Jacob Shamsian of Insider included the song on his '13 most overhyped songs of 2017' list and said it was "awful".

=== Year-end lists ===

| Publication | List | Rank | Ref. |
| Complex | 50 Best Songs of 2017 | 47 |  |
| Genius | 50 |  |
| Passion Weiss | 50 Best Rap Songs of 2017 | 50 |  |

== Legacy ==
The song spawned numerous memes on social media. Saturday Night Live aired a music video for a parody, "Tucci Gang", about actor Stanley Tucci, with cast member Pete Davidson portraying Lil Pump. Eminem mimics the song on his 2018 track, "The Ringer" with a view to dissing Pump himself.

In July 2018, actor/musician Drake Bell released a cover of the song.

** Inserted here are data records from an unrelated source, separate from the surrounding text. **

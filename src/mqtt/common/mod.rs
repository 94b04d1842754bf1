// MIT License
//
// Copyright (c) 2025 Takatoshi Kondo
//
// Permission is hereby granted, free of charge, to any person obtaining a copy
// of this software and associated documentation files (the "Software"), to deal
// in the Software without restriction, including without limitation the rights
// to use, copy, modify, merge, publish, distribute, sublicense, and/or sell
// copies of the Software, and to permit persons to whom the Software is
// furnished to do so, subject to the following conditions:
//
// The above copyright notice and this permission notice shall be included in all
// copies or substantial portions of the Software.
//
// THE SOFTWARE IS PROVIDED "AS IS", WITHOUT WARRANTY OF ANY KIND, EXPRESS OR
// IMPLIED, INCLUDING BUT NOT LIMITED TO THE WARRANTIES OF MERCHANTABILITY,
// FITNESS FOR A PARTICULAR PURPOSE AND NONINFRINGEMENT. IN NO EVENT SHALL THE
// AUTHORS OR COPYRIGHT HOLDERS BE LIABLE FOR ANY CLAIM, DAMAGES OR OTHER
// LIABILITY, WHETHER IN AN ACTION OF CONTRACT, TORT OR OTHERWISE, ARISING FROM,
// OUT OF OR IN CONNECTION WITH THE SOFTWARE OR THE USE OR OTHER DEALINGS IN THE
// SOFTWARE.

mod cursor;
pub use cursor::Cursor;

pub(crate) mod tracing;

/// Type alias for HashSet to provide a stable API abstraction over the underlying hash set implementation.
///
/// This alias allows the library to use a high-performance hash set implementation
/// (currently hashbrown::HashSet) while providing API stability to users.
pub type HashSet<T> = hashbrown::HashSet<T>;

/// Type alias for HashMap to provide a stable API abstraction over the underlying hash map implementation.
///
/// This alias allows the library to use a high-performance hash map implementation
/// (currently hashbrown::HashMap) while providing API stability to users.
pub type HashMap<K, V> = hashbrown::HashMap<K, V>;
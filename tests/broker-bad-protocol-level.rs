// MIT License
//
// Copyright (c) 2025 Takatoshi Kondo
//
// Permission is hereby granted, free of charge, to any person obtaining a copy
// of this software and associated documentation files (the "Software"), to deal
// in the Software without restriction, including without limitation the rights
// to use, copy, modify, merge, publish, distribute, sublicense, and/or sell
// copies of the Software, and to permit persons to whom the Software is
// furnished to do so, subject to the following conditions:
//
// The above copyright notice and this permission notice shall be included in all
// copies or substantial portions of the Software.
//
// THE SOFTWARE IS PROVIDED "AS IS", WITHOUT WARRANTY OF ANY KIND, EXPRESS OR
// IMPLIED, INCLUDING BUT NOT LIMITED TO THE WARRANTIES OF MERCHANTABILITY,
// FITNESS FOR A PARTICULAR PURPOSE AND NONINFRINGEMENT. IN NO EVENT SHALL THE
// AUTHORS OR COPYRIGHT HOLDERS BE LIABLE FOR ANY CLAIM, DAMAGES OR OTHER
// LIABILITY, WHETHER IN AN ACTION OF CONTRACT, TORT OR OTHERWISE, ARISING FROM,
// OUT OF OR IN CONNECTION WITH THE SOFTWARE OR THE USE OR OTHER DEALINGS IN THE
// SOFTWARE.

mod common;

use common::{memory_pair, QueueListener};
use tinymqtt::mqtt::packet::{Message, PacketType};
use tinymqtt::mqtt::transport::Transport;
use tinymqtt::mqtt::{Broker, BrokerConfig};

/// Scenario 4: a CONNECT declaring a protocol level other than 4 (3.1.1) is
/// closed without ever getting a CONNACK, and the session is gone.
#[test]
fn unsupported_protocol_level_closes_without_a_connack() {
    let mut listener = QueueListener::new();
    let (server_end, mut client_end) = memory_pair();
    listener.push(server_end);

    let mut broker = Broker::new(listener, BrokerConfig::default());

    let mut connect = Message::build(PacketType::Connect, 0);
    connect.add_lp_bytes(b"MQTT");
    connect.add_u8(5); // bogus protocol level
    connect.add_u8(0);
    connect.add_u16(0);
    connect.add_lp_bytes(b"bad-level");
    connect.complete().unwrap();
    client_end.write_all(connect.as_bytes()).unwrap();

    broker.tick(0);

    assert_eq!(broker.clients_count(), 0);
    assert_eq!(client_end.available(), 0, "no CONNACK should have been sent");
}
// MIT License
//
// Copyright (c) 2025 Takatoshi Kondo
//
// Permission is hereby granted, free of charge, to any person obtaining a copy
// of this software and associated documentation files (the "Software"), to deal
// in the Software without restriction, including without limitation the rights
// to use, copy, modify, merge, publish, distribute, sublicense, and/or sell
// copies of the Software, and to permit persons to whom the Software is
// furnished to do so, subject to the following conditions:
//
// The above copyright notice and this permission notice shall be included in all
// copies or substantial portions of the Software.
//
// THE SOFTWARE IS PROVIDED "AS IS", WITHOUT WARRANTY OF ANY KIND, EXPRESS OR
// IMPLIED, INCLUDING BUT NOT LIMITED TO THE WARRANTIES OF MERCHANTABILITY,
// FITNESS FOR A PARTICULAR PURPOSE AND NONINFRINGEMENT. IN NO EVENT SHALL THE
// AUTHORS OR COPYRIGHT HOLDERS BE LIABLE FOR ANY CLAIM, DAMAGES OR OTHER
// LIABILITY, WHETHER IN AN ACTION OF CONTRACT, TORT OR OTHERWISE, ARISING FROM,
// OUT OF OR IN CONNECTION WITH THE SOFTWARE OR THE USE OR OTHER DEALINGS IN THE
// SOFTWARE.

mod message;
mod packet_type;
mod variable_byte_integer;

pub use message::{Message, ParseOutcome, ParseState};
pub use packet_type::PacketType;
pub use variable_byte_integer::{DecodeResult, VariableByteInteger};

mod qos;
pub use qos::Qos;
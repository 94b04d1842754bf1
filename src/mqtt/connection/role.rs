// MIT License
//
// Copyright (c) 2025 Takatoshi Kondo
//
// Permission is hereby granted, free of charge, to any person obtaining a copy
// of this software and associated documentation files (the "Software"), to deal
// in the Software without restriction, including without limitation the rights
// to use, copy, modify, merge, publish, distribute, sublicense, and/or sell
// copies of the Software, and to permit persons to whom the Software is
// furnished to do so, subject to the following conditions:
//
// The above copyright notice and this permission notice shall be included in all
// copies or substantial portions of the Software.
//
// THE SOFTWARE IS PROVIDED "AS IS", WITHOUT WARRANTY OF ANY KIND, EXPRESS OR
// IMPLIED, INCLUDING BUT NOT LIMITED TO THE WARRANTIES OF MERCHANTABILITY,
// FITNESS FOR A PARTICULAR PURPOSE AND NONINFRINGEMENT. IN NO EVENT SHALL THE
// AUTHORS OR COPYRIGHT HOLDERS BE LIABLE FOR ANY CLAIM, DAMAGES OR OTHER
// LIABILITY, WHETHER IN AN ACTION OF CONTRACT, TORT OR OTHERWISE, ARISING FROM,
// OUT OF OR IN CONNECTION WITH THE SOFTWARE OR THE USE OR OTHER DEALINGS IN THE
// SOFTWARE.

/// Which side of the wire a [`crate::mqtt::ClientSession`] plays.
///
/// A broker-accepted session is always [`Role::Server`]: it expects a
/// CONNECT first and answers with CONNACK/SUBACK/etc. The bridge session
/// a [`crate::mqtt::Broker`] opens towards an upstream broker is
/// [`Role::Client`]: it sends CONNECT and expects the server-side
/// replies. Each role rejects the packet types that only make sense
/// coming from the other side.
#[derive(Debug, Clone, Copy, PartialEq, Eq)]
pub enum Role {
    Client,
    Server,
}

impl Role {
    pub fn is_client(self) -> bool {
        matches!(self, Role::Client)
    }

    pub fn is_server(self) -> bool {
        matches!(self, Role::Server)
    }
}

== Awards and nominations ==

| Awards | Year | Category | Result | Ref. |
|---|---|---|---|---|
| Billboard Music Awards | 2018 | Top Streaming Song (Video) | Nominated |  |

==Remixes==
On December 5, 2017, American rapper Joyner Lucas released the remix of the song onto SoundCloud and has over 71 million views on YouTube. On March 18, 2018, a remix of the song premiered on OVO Sound Radio, featuring Ozuna, French Montana, J Balvin, Bad Bunny, Gucci Mane, Remy Ma, and 21 Savage.

== Chart performance ==
According to Billboard, "Gucci Gang" is the shortest song to hit the Hot 100's top 10 in 42 years, since Dickie Goodman's "Mr. Jaws" reached #4 on October 11, 1975.

==Charts==

===Weekly charts===

| Chart (2017–2018) | Peak position |
|---|---|
| Australia (ARIA) | 18 |
| Austria (Ö3 Austria Top 40) | 30 |
| Belgium (Ultratop 50 Flanders) | 42 |
| Belgium (Ultratop 50 Wallonia) | 34 |
| Canada Hot 100 (Billboard) | 3 |
| Czech Republic Singles Digital (ČNS IFPI) | 13 |
| Denmark (Tracklisten) | 24 |
| Finland (Suomen virallinen lista) | 13 |
| France (SNEP) | 15 |
| Germany (GfK) | 35 |
| Hungary (Single Top 40) | 30 |
| Hungary (Stream Top 40) | 11 |
| Ireland (IRMA) | 31 |
| Italy (FIMI) | 24 |
| Latvia (DigiTop100) | 3 |
| Netherlands (Single Top 100) | 27 |
| New Zealand (Recorded Music NZ) | 15 |
| Norway (VG-lista) | 20 |
| Portugal (AFP) | 10 |
| Scottish Singles Sales (Official Charts) | 61 |
| Slovakia Singles Digital (ČNS IFPI) | 11 |
| Spain (PROMUSICAE) | 57 |
| Sweden (Sverigetopplistan) | 19 |
| Switzerland (Schweizer Hitparade) | 25 |
| UK Singles (Official Charts) | 27 |
| US Billboard Hot 100 | 3 |
| US Hot R&B/Hip-Hop Songs (Billboard) | 2 |
| US Rhythmic Airplay (Billboard) | 11 |

===Year-end charts===

| Chart (2017) | Position |
|---|---|
| Hungary (Stream Top 40) | 71 |
| US Hot R&B/Hip-Hop Songs (Billboard) | 58 |
| US Streaming Songs (Billboard) | 70 |
| Chart (2018) | Position |
| Canada (Canadian Hot 100) | 41 |
| France (SNEP) | 162 |
| US Billboard Hot 100 | 44 |
| US Hot R&B/Hip-Hop Songs (Billboard) | 20 |

==Certifications==

| Region | Certification | Certified units/sales |
| Australia (ARIA) | 2× Platinum | 140,000^{‡} |
| Belgium (BRMA) | Gold | 10,000^{‡} |
| Canada (Music Canada) | 2× Platinum | 160,000^{‡} |
| Denmark (IFPI Danmark) | Gold | 45,000^{‡} |
| France (SNEP) | Platinum | 133,333^{‡} |
| Germany (BVMI) | Gold | 200,000^{‡} |
| Italy (FIMI) | Platinum | 50,000^{‡} |
| New Zealand (RMNZ) | Platinum | 30,000^{‡} |
| Poland (ZPAV) | Gold | 25,000^{‡} |
| Portugal (AFP) | Platinum | 10,000^{‡} |
| Switzerland (IFPI Switzerland) | Gold | 10,000^{‡} |
| United Kingdom (BPI) | Gold | 400,000^{‡} |
| United States (RIAA) | 5× Platinum | 5,000,000^{‡} |
^{‡} Sales+streaming figures based on certification alone.